Stored data
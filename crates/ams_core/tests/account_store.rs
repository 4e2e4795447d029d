use ams_core::store::layout::{LayoutError, RECORD_LENGTH};
use ams_core::{
    Account, AccountKind, AccountRepository, AccountService, FileAccountRepository, RepoError,
    MAX_RECORDS,
};
use std::fs::OpenOptions;
use std::io::{Seek, SeekFrom, Write};
use std::path::{Path, PathBuf};
use tempfile::TempDir;

fn store_path(dir: &TempDir) -> PathBuf {
    dir.path().join("accounts.dbf")
}

fn patch(path: &Path, offset: u64, bytes: &[u8]) {
    let mut file = OpenOptions::new().write(true).open(path).unwrap();
    file.seek(SeekFrom::Start(offset)).unwrap();
    file.write_all(bytes).unwrap();
}

#[test]
fn new_store_is_empty() {
    let dir = tempfile::tempdir().unwrap();
    let repo = FileAccountRepository::open(store_path(&dir)).unwrap();

    assert_eq!(repo.count().unwrap(), 0);
    assert!(repo.list_accounts().unwrap().is_empty());
    assert!(repo.search_by_owner("Lee").unwrap().is_empty());
    assert!(repo.search_by_number("1000").unwrap().is_none());
}

#[test]
fn add_assigns_sequential_numbers_and_counts() {
    let dir = tempfile::tempdir().unwrap();
    let repo = FileAccountRepository::open(store_path(&dir)).unwrap();

    for expected in 0..5u32 {
        let mut account = Account::standard("Lee", 1111, 100);
        account.number = "9999".to_string();
        assert!(repo.add_account(&mut account).unwrap());
        assert_eq!(account.number, (1000 + expected).to_string());
        assert_eq!(repo.count().unwrap(), expected + 1);
    }

    let numbers: Vec<_> = repo
        .list_accounts()
        .unwrap()
        .into_iter()
        .map(|account| account.number)
        .collect();
    assert_eq!(numbers, vec!["1000", "1001", "1002", "1003", "1004"]);
}

#[test]
fn standard_and_overdraft_scenario() {
    let dir = tempfile::tempdir().unwrap();
    let repo = FileAccountRepository::open(store_path(&dir)).unwrap();

    let mut lee = Account::standard("Lee", 1111, 10_000);
    repo.add_account(&mut lee).unwrap();
    assert_eq!(lee.number, "1000");

    let mut kim = Account::overdraft("Kim", 2222, 0, 100_000);
    repo.add_account(&mut kim).unwrap();
    assert_eq!(kim.number, "1001");

    let loaded = repo.search_by_number("1001").unwrap().unwrap();
    assert_eq!(loaded.balance, 100_000);
    assert_eq!(loaded.borrowed(), Some(100_000));
    assert_eq!(loaded.kind, AccountKind::Overdraft { borrowed: 100_000 });

    let by_owner = repo.search_by_owner("Lee").unwrap();
    assert_eq!(by_owner.len(), 1);
    assert_eq!(by_owner[0].number, "1000");

    assert!(repo.remove_account("1000").unwrap());
    assert!(repo.search_by_number("1000").unwrap().is_none());
    assert_eq!(repo.count().unwrap(), 2);
}

#[test]
fn roundtrip_preserves_fields() {
    let dir = tempfile::tempdir().unwrap();
    let repo = FileAccountRepository::open(store_path(&dir)).unwrap();

    let mut account = Account::standard("Park", -7, -250);
    repo.add_account(&mut account).unwrap();

    let loaded = repo.decode_at(0).unwrap();
    assert_eq!(loaded, account);
    assert_eq!(loaded.owner, "Park");
    assert_eq!(loaded.password, -7);
    assert_eq!(loaded.balance, -250);
    assert!(!loaded.is_overdraft());
}

#[test]
fn long_owner_names_are_truncated_to_five_characters() {
    let dir = tempfile::tempdir().unwrap();
    let repo = FileAccountRepository::open(store_path(&dir)).unwrap();

    let mut account = Account::standard("Jonathan", 1, 1);
    repo.add_account(&mut account).unwrap();

    let loaded = repo.search_by_number(&account.number).unwrap().unwrap();
    assert_eq!(loaded.owner, "Jonat");
    assert!(repo.search_by_owner("Jonathan").unwrap().is_empty());
    assert_eq!(repo.search_by_owner("Jonat").unwrap().len(), 1);
}

#[test]
fn search_by_owner_keeps_file_order() {
    let dir = tempfile::tempdir().unwrap();
    let repo = FileAccountRepository::open(store_path(&dir)).unwrap();

    for (owner, balance) in [("Lee", 1), ("Kim", 2), ("Lee", 3), ("Lee", 4)] {
        repo.add_account(&mut Account::standard(owner, 0, balance))
            .unwrap();
    }
    repo.remove_account("1002").unwrap();

    let balances: Vec<_> = repo
        .search_by_owner("Lee")
        .unwrap()
        .into_iter()
        .map(|account| account.balance)
        .collect();
    assert_eq!(balances, vec![1, 4]);
}

#[test]
fn remove_hides_record_but_keeps_slot() {
    let dir = tempfile::tempdir().unwrap();
    let repo = FileAccountRepository::open(store_path(&dir)).unwrap();

    for owner in ["A", "B", "C"] {
        repo.add_account(&mut Account::standard(owner, 0, 0)).unwrap();
    }
    assert!(repo.remove_account("1001").unwrap());

    let listed = repo.list_accounts().unwrap();
    assert_eq!(listed.len(), 2);
    assert!(listed.iter().all(|account| account.number != "1001"));
    assert_eq!(repo.count().unwrap(), 3);

    let raw = repo.decode_at(1).unwrap();
    assert_eq!(raw.owner, "B");
}

#[test]
fn remove_unknown_or_inactive_returns_false_without_changes() {
    let dir = tempfile::tempdir().unwrap();
    let path = store_path(&dir);
    let repo = FileAccountRepository::open(&path).unwrap();

    repo.add_account(&mut Account::standard("Lee", 1, 1)).unwrap();
    repo.add_account(&mut Account::overdraft("Kim", 2, 3, 4)).unwrap();
    assert!(repo.remove_account("1000").unwrap());
    repo.sync().unwrap();
    let before = std::fs::read(&path).unwrap();

    assert!(!repo.remove_account("1000").unwrap());
    assert!(!repo.remove_account("4242").unwrap());
    repo.sync().unwrap();

    assert_eq!(std::fs::read(&path).unwrap(), before);
}

#[test]
fn records_survive_reopen() {
    let dir = tempfile::tempdir().unwrap();
    let path = store_path(&dir);
    {
        let repo = FileAccountRepository::open(&path).unwrap();
        repo.add_account(&mut Account::standard("Lee", 1111, 10_000))
            .unwrap();
        repo.add_account(&mut Account::overdraft("Kim", 2222, 0, 100_000))
            .unwrap();
        repo.remove_account("1000").unwrap();
    }

    let repo = FileAccountRepository::open(&path).unwrap();
    assert_eq!(repo.count().unwrap(), 2);
    let listed = repo.list_accounts().unwrap();
    assert_eq!(listed.len(), 1);
    assert_eq!(listed[0].number, "1001");

    let mut next = Account::standard("Choi", 3, 3);
    repo.add_account(&mut next).unwrap();
    assert_eq!(next.number, "1002");

    let len = std::fs::metadata(&path).unwrap().len();
    assert_eq!(len, 4 + 3 * RECORD_LENGTH as u64);
}

#[test]
fn unknown_type_tag_is_a_decode_error() {
    let dir = tempfile::tempdir().unwrap();
    let path = store_path(&dir);
    let repo = FileAccountRepository::open(&path).unwrap();
    repo.add_account(&mut Account::standard("Lee", 1, 1)).unwrap();
    drop(repo);

    patch(&path, 4 + 38, &30_i32.to_be_bytes());

    let repo = FileAccountRepository::open(&path).unwrap();
    let err = repo.list_accounts().unwrap_err();
    assert!(matches!(
        err,
        RepoError::InvalidData {
            index: 0,
            source: LayoutError::UnknownAccountType(30)
        }
    ));
}

#[test]
fn nonzero_state_hides_record_without_breaking_scans() {
    let dir = tempfile::tempdir().unwrap();
    let path = store_path(&dir);
    let repo = FileAccountRepository::open(&path).unwrap();
    repo.add_account(&mut Account::standard("Lee", 1, 1)).unwrap();
    repo.add_account(&mut Account::standard("Kim", 2, 2)).unwrap();
    repo.add_account(&mut Account::standard("Lee", 3, 3)).unwrap();
    drop(repo);

    patch(&path, 4 + 42, &5_i32.to_be_bytes());

    let repo = FileAccountRepository::open(&path).unwrap();
    let numbers: Vec<_> = repo
        .list_accounts()
        .unwrap()
        .into_iter()
        .map(|account| account.number)
        .collect();
    assert_eq!(numbers, vec!["1001", "1002"]);

    assert!(repo.search_by_number("1000").unwrap().is_none());
    assert_eq!(repo.search_by_number("1001").unwrap().unwrap().owner, "Kim");
    let lees = repo.search_by_owner("Lee").unwrap();
    assert_eq!(lees.len(), 1);
    assert_eq!(lees[0].number, "1002");

    assert!(!repo.remove_account("1000").unwrap());
    assert!(repo.remove_account("1001").unwrap());
    assert_eq!(repo.list_accounts().unwrap().len(), 1);
    assert_eq!(repo.count().unwrap(), 3);
}

#[test]
fn corrupt_owner_text_still_decodes() {
    let dir = tempfile::tempdir().unwrap();
    let path = store_path(&dir);
    let repo = FileAccountRepository::open(&path).unwrap();
    repo.add_account(&mut Account::standard("Lee", 1, 1)).unwrap();
    repo.add_account(&mut Account::standard("Kim", 2, 2)).unwrap();
    drop(repo);

    patch(&path, 4 + 8, &0xDC00_u16.to_be_bytes());

    let repo = FileAccountRepository::open(&path).unwrap();
    let listed = repo.list_accounts().unwrap();
    assert_eq!(listed.len(), 2);
    assert_eq!(listed[0].owner, "\u{FFFD}ee");
    assert_eq!(listed[0].number, "1000");
    assert!(repo.remove_account("1000").unwrap());
}

#[test]
fn decode_at_rejects_out_of_range_slot() {
    let dir = tempfile::tempdir().unwrap();
    let repo = FileAccountRepository::open(store_path(&dir)).unwrap();

    let err = repo.decode_at(0).unwrap_err();
    assert!(matches!(err, RepoError::OutOfRange { index: 0, count: 0 }));
}

#[test]
fn add_refuses_numbers_beyond_field_width() {
    let dir = tempfile::tempdir().unwrap();
    let path = store_path(&dir);
    std::fs::write(&path, (MAX_RECORDS as i32).to_be_bytes()).unwrap();

    let repo = FileAccountRepository::open(&path).unwrap();
    assert_eq!(repo.count().unwrap(), 9000);

    let mut account = Account::standard("Lee", 1, 1);
    let err = repo.add_account(&mut account).unwrap_err();
    assert!(matches!(err, RepoError::CapacityExhausted { count: 9000 }));
    assert!(account.number.is_empty());
    assert_eq!(repo.count().unwrap(), 9000);
}

#[test]
fn overflowing_overdraft_balance_is_rejected_before_write() {
    let dir = tempfile::tempdir().unwrap();
    let repo = FileAccountRepository::open(store_path(&dir)).unwrap();

    let mut account = Account::overdraft("Kim", 1, 0, 10);
    account.balance = i64::MIN;
    let err = repo.add_account(&mut account).unwrap_err();
    assert!(matches!(
        err,
        RepoError::Validation(LayoutError::BalanceOverflow { .. })
    ));
    assert_eq!(repo.count().unwrap(), 0);
}

#[test]
fn service_wraps_repository_calls() {
    let dir = tempfile::tempdir().unwrap();
    let repo = FileAccountRepository::open(store_path(&dir)).unwrap();
    let service = AccountService::new(repo);

    let lee = service.open_standard("Lee", 1111, 10_000).unwrap();
    let kim = service.open_overdraft("Kim", 2222, 500, 1_000).unwrap();
    assert_eq!(lee.number, "1000");
    assert_eq!(kim.number, "1001");
    assert_eq!(kim.balance, 1_500);

    let fetched = service.find_by_number("1001").unwrap().unwrap();
    assert_eq!(fetched, kim);
    assert_eq!(service.find_by_owner("Lee").unwrap(), vec![lee]);

    assert!(service.close_account("1001").unwrap());
    assert!(!service.close_account("1001").unwrap());
    assert_eq!(service.list_accounts().unwrap().len(), 1);
    assert_eq!(service.count().unwrap(), 2);
}

#[test]
fn register_persists_balance_net_of_credit_line() {
    let dir = tempfile::tempdir().unwrap();
    let repo = FileAccountRepository::open(store_path(&dir)).unwrap();
    let service = AccountService::new(repo);

    let mut folded = Account::overdraft("Kim", 2222, 0, 100_000);
    service.register(&mut folded).unwrap();
    let mut unfolded = Account {
        number: String::new(),
        owner: "Yoon".to_string(),
        password: 1,
        balance: 0,
        kind: AccountKind::Overdraft { borrowed: 100_000 },
    };
    service.register(&mut unfolded).unwrap();

    let folded_loaded = service.find_by_number(&folded.number).unwrap().unwrap();
    assert_eq!(folded_loaded.balance, 100_000);
    assert_eq!(folded_loaded.stored_balance(), Some(0));

    let unfolded_loaded = service.find_by_number(&unfolded.number).unwrap().unwrap();
    assert_eq!(unfolded_loaded.balance, 0);
    assert_eq!(unfolded_loaded.stored_balance(), Some(-100_000));
}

What you are asked to do:
Pick from the records each line that contains the word "RepoError" and show it.

Answer to this task:
    Account, AccountKind, AccountRepository, AccountService, FileAccountRepository, RepoError,
        RepoError::InvalidData {
    assert!(matches!(err, RepoError::OutOfRange { index: 0, count: 0 }));
    assert!(matches!(err, RepoError::CapacityExhausted { count: 9000 }));
        RepoError::Validation(LayoutError::BalanceOverflow { .. })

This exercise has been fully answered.